According to Robertson, by 2011, DBS had been applied to 55 individuals. At the time, it was still considered an experimental therapy, and he advised that it "should only be performed by experienced functional neurosurgeons operating in centers that also have a dedicated Tourette syndrome clinic." Malone et al. (2006) said, "only patients with severe, debilitating, and treatment-refractory illness should be considered, while those with severe personality disorders and substance-abuse problems should be excluded." As an invasive therapy, DBS is presently only advised for seriously afflicted, treatment-refractory TS adults, according to Du et al. (2010). Singer (2011) advises a cautious approach "pending determination of patient selection criteria and the results of carefully controlled clinical trials." Viswanathan et al. (2012) suggest that those with "a severe functional impairment that cannot be managed medically" should consider DBS.

3. Epilepsy

Up to 36.3% of people living with epilepsy have medication resistance. These patients have high mortality and morbidity risks. Neurostimulation techniques, including DBS, vagus nerve stimulation, and responsive neurostimulation, may be used when surgery is not an option. For the treatment of epilepsy, targets besides the anterior nucleus of the thalamus, such as the centromedian nucleus of the thalamus, the cerebellum, and others, have been researched.

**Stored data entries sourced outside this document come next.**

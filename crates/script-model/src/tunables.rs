//! Post-processing tunables.
//!
//! These control how the raw distance series is reshaped into the exported
//! timeline. Every field is configuration, not code: values are range-checked
//! at load time and carried through the run context unchanged.

use serde::{Deserialize, Serialize};

use crate::ModelError;

/// Parameters for the signal post-processor.
#[derive(Debug, Clone, PartialEq, Serialize, Deserialize)]
pub struct ScriptTunables {
    /// Amplify frame-to-frame deltas to compensate for detector damping.
    pub boost_enabled: bool,

    /// Percentage added to positive deltas, in `[0, 20]`.
    pub boost_up_percent: u32,

    /// Percentage added to negative deltas, in `[0, 20]`.
    pub boost_down_percent: u32,

    /// Remap the dynamic range so near-extremes saturate to 0/100.
    pub threshold_enabled: bool,

    /// Values at or below this map to 0, in `[0, 15]`.
    pub threshold_low: i32,

    /// Values at or above this map to 100, in `[80, 100]`.
    pub threshold_high: i32,

    /// Reduce point count with effective-area simplification.
    pub simplification_enabled: bool,

    /// Simplification tolerance, in `[2.0, 10.0]`; higher removes more points.
    pub simplification_factor: f64,

    /// Quantize surviving positions to this multiple: 5 or 10.
    pub rounding_unit: i32,
}

impl Default for ScriptTunables {
    fn default() -> Self {
        Self {
            boost_enabled: true,
            boost_up_percent: 10,
            boost_down_percent: 15,
            threshold_enabled: true,
            threshold_low: 10,
            threshold_high: 90,
            simplification_enabled: true,
            simplification_factor: 8.0,
            rounding_unit: 5,
        }
    }
}

impl ScriptTunables {
    /// Check every field against its allowed range.
    pub fn validate(&self) -> Result<(), ModelError> {
        if self.boost_up_percent > 20 {
            return Err(ModelError::invalid(format!(
                "boost_up_percent {} outside [0, 20]",
                self.boost_up_percent
            )));
        }
        if self.boost_down_percent > 20 {
            return Err(ModelError::invalid(format!(
                "boost_down_percent {} outside [0, 20]",
                self.boost_down_percent
            )));
        }
        if !(0..=15).contains(&self.threshold_low) {
            return Err(ModelError::invalid(format!(
                "threshold_low {} outside [0, 15]",
                self.threshold_low
            )));
        }
        if !(80..=100).contains(&self.threshold_high) {
            return Err(ModelError::invalid(format!(
                "threshold_high {} outside [80, 100]",
                self.threshold_high
            )));
        }
        if !(2.0..=10.0).contains(&self.simplification_factor) {
            return Err(ModelError::invalid(format!(
                "simplification_factor {} outside [2.0, 10.0]",
                self.simplification_factor
            )));
        }
        if self.rounding_unit != 5 && self.rounding_unit != 10 {
            return Err(ModelError::invalid(format!(
                "rounding_unit {} must be 5 or 10",
                self.rounding_unit
            )));
        }
        Ok(())
    }
}

#[cfg(test)]
mod tests {
    use super::*;

    #[test]
    fn test_defaults_are_valid() {
        ScriptTunables::default().validate().unwrap();
    }

    #[test]
    fn test_out_of_range_values_rejected() {
        let mut t = ScriptTunables::default();
        t.boost_up_percent = 21;
        assert!(t.validate().is_err());

        let mut t = ScriptTunables::default();
        t.threshold_high = 79;
        assert!(t.validate().is_err());

        let mut t = ScriptTunables::default();
        t.simplification_factor = 1.0;
        assert!(t.validate().is_err());

        let mut t = ScriptTunables::default();
        t.rounding_unit = 7;
        assert!(t.validate().is_err());
    }
}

Adverse Effects of Deep Brain Stimulation

DBS entails the dangers of major surgery, with the surgical team's expertise impacting the complication rate. Infection (3-5%) and bleeding (1-2%) are the two main side effects.

Following DBS, there is a risk of neuropsychiatric side effects such as euphoria, apathy, hallucinations, hypersexuality, cognitive impairment, and depression. These adverse effects, however, may be short-lived and connected to:

  1. Proper electrode placement,
  2. Open-loop VS closed-loop stimulation, which refers to a continual stimulation or an AI monitoring delivery system, and
  3. Calibration of the stimulator, making them possibly reversible.
Deep Brain Stimulation

During surgery, the brain might move somewhat, which causes the electrodes to move or become loose from their original position. Although electrode misplacement is generally simple to detect with a CT scan, it may result in more serious issues, including personality changes. Additionally, postoperative problems, including brain hemorrhage, are possible. Swelling of the brain tissue, moderate confusion, and tiredness are common side effects after surgery. A follow-up appointment is performed to remove the sutures, activate the neurostimulator, and program it after 2-4 weeks.

A surprisingly high danger of the surgery was impaired swimming abilities; after deep brain stimulation, numerous Parkinson's disease patients lost their swimming ability.